What you are asked to do: Only the lines with the string "scale" are needed; return each of them from the entries below.
───── Material for the task ─────
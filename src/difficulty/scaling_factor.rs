const BROKEN_GAMEFIELD_ROUNDING_ALLOWANCE: f64 = 1.00041;

const OBJECT_RADIUS: f64 = 64.0;

/// Fields around the scaling of hit objects.
///
/// All objects of a beatmap share the same scaling so it is stored only
/// once. Multiplying a playfield coordinate by `factor` expresses it in
/// units of the hit radius, which keeps the difficulty geometry
/// scale-invariant.
pub struct ScalingFactor {
    /// `1 / radius`, slightly increased for very small circles.
    pub factor: f64,
    pub radius: f64,
}

impl ScalingFactor {
    pub fn new(cs: f64) -> Self {
        let scale = (1.0 - 0.7 * (cs - 5.0) / 5.0) / 2.0 * BROKEN_GAMEFIELD_ROUNDING_ALLOWANCE;
        let radius = OBJECT_RADIUS * scale;

        let factor = radius.recip();

        let factor_with_small_circle_bonus = if radius < 30.0 {
            factor * (1.0 + (30.0 - radius).min(5.0) / 50.0)
        } else {
            factor
        };

        Self {
            factor: factor_with_small_circle_bonus,
            radius,
        }
    }
}
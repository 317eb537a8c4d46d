// This Source Code Form is subject to the terms of the Mozilla Public
// License, v. 2.0. If a copy of the MPL was not distributed with this
// file, You can obtain one at http://mozilla.org/MPL/2.0/.

//! Contains the PlaneMapper struct, which describes a relationship
//! between a rectangle on the integral plane with an origin at 0,0,
//! and a square on the complex plane centered on the origin whose
//! sides are `extent` long.
//!
//! The mapping is turned a quarter: the imaginary axis runs left to
//! right across the raster and the real axis runs bottom to top, so
//! the icons come out in their customary orientation.
use num::Complex;

/// Describes the width and height of an integral plane that is assumed to start at
/// 0,0 and all values are assumed to be non-negative integers.
#[derive(Copy, Clone, Debug, PartialEq)]
pub struct IntegralPlane(pub usize, pub usize);

/// Describes the x, y of a point in a region.
#[derive(Copy, Clone, Debug, PartialEq)]
pub struct Pixel(pub usize, pub usize);

/// Maps points between the complex plane and the raster.
#[derive(Debug, Clone)]
pub struct PlaneMapper {
    /// The right-lower hand corner of the integral cartesian plane.
    /// The left-upper is assumed to be at 0,0
    pub integral_plane: IntegralPlane,
    /// The side of the square of the complex plane that is plotted.
    pub extent: f64,
}

impl PlaneMapper {
    /// Constructor.  Validation is the caller's job; see
    /// `HistogramCanvas::new`.
    pub fn new(width: usize, height: usize, extent: f64) -> PlaneMapper {
        PlaneMapper {
            integral_plane: IntegralPlane(width, height),
            extent,
        }
    }

    /// The total number of points in the integral grid.
    pub fn len(&self) -> usize {
        self.integral_plane.0 * self.integral_plane.1
    }

    /// Describes that the integral plane is of a size.
    pub fn is_empty(&self) -> bool {
        self.integral_plane.0 == 0 || self.integral_plane.1 == 0
    }

    /// Given a complex number, find the pixel it lands on.  Anything
    /// outside the raster, including infinities and NaNs, lands
    /// nowhere.
    pub fn point_to_pixel(&self, point: &Complex<f64>) -> Option<Pixel> {
        let width = self.integral_plane.0 as f64;
        let height = self.integral_plane.1 as f64;
        let left = (point.im / self.extent + 0.5) * width;
        let top = (-point.re / self.extent + 0.5) * height;
        if left >= 0.0 && left < width && top >= 0.0 && top < height {
            Some(Pixel(left as usize, top as usize))
        } else {
            None
        }
    }

    /// The linear offset of the pixel a point lands on, in row-major
    /// order.
    pub fn point_to_offset(&self, point: &Complex<f64>) -> Option<usize> {
        self.point_to_pixel(point)
            .map(|Pixel(left, top)| top * self.integral_plane.0 + left)
    }
}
─────
Solution to this exercise:
/// scale-invariant.
        let scale = (1.0 - 0.7 * (cs - 5.0) / 5.0) / 2.0 * BROKEN_GAMEFIELD_ROUNDING_ALLOWANCE;
        let radius = OBJECT_RADIUS * scale;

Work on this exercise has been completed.